What It Means for Your Business
For specialty mechanics, custom auto shops, and off-road dealerships, creating a legal avenue for street-legal surplus vehicles opens up a highly lucrative niche market. The moment these vehicles can be legally driven on public roads, their resale value and market demand naturally increase. Shops specializing in the restoration, maintenance, and modification of decommissioned military gear stand to see a serious bump in business. Because these vehicles require specialized parts, heavy-duty mechanical knowledge, and custom fabrication to keep them compliant with state traffic laws, niche automotive businesses gain a loyal, highly invested customer base.

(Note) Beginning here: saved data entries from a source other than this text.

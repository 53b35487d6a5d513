//! Math delimiter resolution
//!
//! Display math (`\[..\]`, `$$..$$`) is resolved in its own pass before inline
//! math (`\(..\)`, `$..$`), otherwise the single-dollar rule would eat half of
//! every `$$`. Bodies are carried through with `*` protected; later stages
//! rewrite the LaTeX inside them.

use tracing::debug;

use super::utils::protect_math_body;

/// Opening/closing delimiter pair for one math form.
#[derive(Debug, Clone, Copy)]
struct MathForm {
    open: &'static str,
    close: &'static str,
    /// Whether the body may span lines.
    multiline: bool,
}

const DISPLAY_FORMS: &[MathForm] = &[
    MathForm {
        open: "\\[",
        close: "\\]",
        multiline: true,
    },
    MathForm {
        open: "$$",
        close: "$$",
        multiline: true,
    },
];

const INLINE_FORMS: &[MathForm] = &[
    MathForm {
        open: "\\(",
        close: "\\)",
        multiline: true,
    },
    MathForm {
        open: "$",
        close: "$",
        multiline: false,
    },
];

/// Resolve display math first, then inline math.
pub fn resolve_math_delimiters(input: &str) -> String {
    let display = resolve_forms(input, DISPLAY_FORMS, wrap_display);
    resolve_forms(&display, INLINE_FORMS, wrap_inline)
}

/// Display math becomes its own block, separated from the surrounding prose.
fn wrap_display(body: &str) -> String {
    format!(
        "\n\n<div class=\"math-display\">{}</div>\n\n",
        protect_math_body(body)
    )
}

fn wrap_inline(body: &str) -> String {
    format!("<span class=\"math-inline\">{}</span>", protect_math_body(body))
}

/// Rewrite every delimited span matching one of `forms`.
///
/// Forms are tried in order at each position. An opener without a matching
/// closer, or with an empty body, is copied through as literal text.
fn resolve_forms(input: &str, forms: &[MathForm], wrap: fn(&str) -> String) -> String {
    let bytes = input.as_bytes();
    let mut out = String::with_capacity(input.len());
    let mut copied = 0usize;
    let mut i = 0usize;

    'scan: while i < bytes.len() {
        for form in forms {
            if !bytes[i..].starts_with(form.open.as_bytes()) {
                continue;
            }
            let body_start = i + form.open.len();
            match find_closer(input, body_start, form) {
                Some(body_end) if !input[body_start..body_end].trim().is_empty() => {
                    out.push_str(&input[copied..i]);
                    out.push_str(&wrap(&input[body_start..body_end]));
                    i = body_end + form.close.len();
                    copied = i;
                }
                _ => {
                    debug!(delimiter = form.open, "unterminated math delimiter left as text");
                    i = body_start;
                }
            }
            continue 'scan;
        }

        // `\\` is a line break, never the start of `\[` or `\(`.
        i += if bytes[i] == b'\\' { 2 } else { 1 };
    }

    if copied < input.len() {
        out.push_str(&input[copied..]);
    }
    out
}

/// Find the start of the closing delimiter for a body beginning at `from`.
fn find_closer(input: &str, from: usize, form: &MathForm) -> Option<usize> {
    let bytes = input.as_bytes();
    let close = form.close.as_bytes();
    let mut i = from;
    while i < bytes.len() {
        if bytes[i..].starts_with(close) {
            return Some(i);
        }
        match bytes[i] {
            b'\n' if !form.multiline => return None,
            b'\\' => i += 2,
            _ => i += 1,
        }
    }
    None
}
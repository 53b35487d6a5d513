//! WASM bindings for texmark
//!
//! This module provides JavaScript-accessible rendering for the browser front end.

use serde::{Deserialize, Serialize};
use wasm_bindgen::prelude::*;

use crate::core::render::{RenderOptions, Renderer};

/// Render options (exposed to WASM)
#[derive(Serialize, Deserialize)]
pub struct WasmRenderOptions {
    /// Guarantee a block-level wrapper around the output
    #[serde(default = "default_true")]
    pub normalize_output: bool,
    /// Escape raw `<` and `>` from the input
    #[serde(default = "default_true")]
    pub escape_html: bool,
    /// Markup returned for empty input
    #[serde(default)]
    pub placeholder: Option<String>,
}

impl Default for WasmRenderOptions {
    fn default() -> Self {
        Self {
            normalize_output: true,
            escape_html: true,
            placeholder: None,
        }
    }
}

fn default_true() -> bool {
    true
}

impl From<WasmRenderOptions> for RenderOptions {
    fn from(opts: WasmRenderOptions) -> Self {
        let defaults = RenderOptions::default();
        RenderOptions {
            normalize_output: opts.normalize_output,
            escape_html: opts.escape_html,
            placeholder: opts.placeholder.unwrap_or(defaults.placeholder),
        }
    }
}

/// Initialize panic hook for better error messages in browser console
#[wasm_bindgen(start)]
pub fn init() {
    console_error_panic_hook::set_once();
}

/// Render text to markup
///
/// # Arguments
/// * `input` - Text with LaTeX math and markdown; `null`/`undefined` count as empty
///
/// # Returns
/// HTML markup, or the placeholder for empty input
#[wasm_bindgen(js_name = "renderMarkup")]
pub fn render_markup_wasm(input: Option<String>) -> String {
    crate::render(input.as_deref())
}

/// Render text to markup with options
///
/// Unreadable options fall back to the defaults.
#[wasm_bindgen(js_name = "renderMarkupWithOptions")]
pub fn render_markup_with_options_wasm(input: Option<String>, options: JsValue) -> String {
    let opts: WasmRenderOptions = serde_wasm_bindgen::from_value(options).unwrap_or_default();
    Renderer::new(opts.into()).render(input.as_deref())
}

/// Names of the pipeline stages, in order
#[wasm_bindgen(js_name = "renderStages")]
pub fn render_stages_wasm() -> Vec<String> {
    crate::stage_names().map(str::to_string).collect()
}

However, it is crucial to understand what this bill does not do: it does not offer a loophole for commercial freight, delivery, or construction companies to build cheap fleets out of military surplus. The legislation puts specific guardrails on commercial use:
- No Daily Fleet Use: The strict 1,500-mile annual cap completely eliminates their viability for commercial hauling, delivery routes, or daily job site work.
- No Heavy Freight: The 20,000-pound GVWR limit means you cannot use massive surplus haulers to move heavy industrial materials on state highways.
- Emergency Contracting: The major commercial exception is for private businesses contracting with local governments. If you lease these vehicles to a fire protection district for wildland fire mitigation, they can be operated fully as authorized emergency vehicles.
Local contractors and municipalities in rural Colorado should pay close attention to that emergency exception. Heavy-duty military surplus trucks are highly prized for forestry work because they are tough enough to handle rugged terrain and can carry massive water loads. By explicitly defining how these vehicles can operate during emergencies on state highways, the bill provides local governments and their private contractors a much smoother regulatory runway to deploy these assets during fire season without fear of registration penalties.
Follow the Money
The fiscal impact of bringing military hardware to Main Street is surprisingly small, but the details are fascinating. The state’s fiscal note estimates there are about 991 surplus military vehicles currently in Colorado holding off-highway titles. If roughly a third of them (about 330) register for highway use under this new program, the state would only see a few thousand dollars in new revenue flowing into the Highway Users Tax Fund and local specific ownership taxes. On the cost side, the Department of Revenue projects a one-time expense of $50,082 to reprogram the state's DRIVES computer system to handle the new title conversions and military registration categories.
Interestingly, a minor bureaucratic disagreement surfaced in the fiscal analysis over emissions. The Department of Public Health and Environment (DPHE) requested around $55,000 to manage emissions tracking for these vehicles, noting they would need a partial staff member to coordinate testing requirements for these older, high-polluting diesel and multi-fuel engines. The official fiscal note pushed back, assuming the state could absorb those environmental checks with existing resources. While the total dollars are just a drop in the bucket of the state budget, it highlights the hidden, often overlooked costs of integrating non-standard, heavy-polluting vehicles into modern highway and environmental systems.
Where This Bill Stands
HB26-1097 is currently Dead. The latest official action came on 02/17/2026: House Committee on Transportation, Housing & Local Government Postpone Indefinitely.
That means the bill is no longer advancing this session. In practice, measures that are postponed indefinitely or otherwise declared lost generally stay dead unless they are reintroduced in a future session.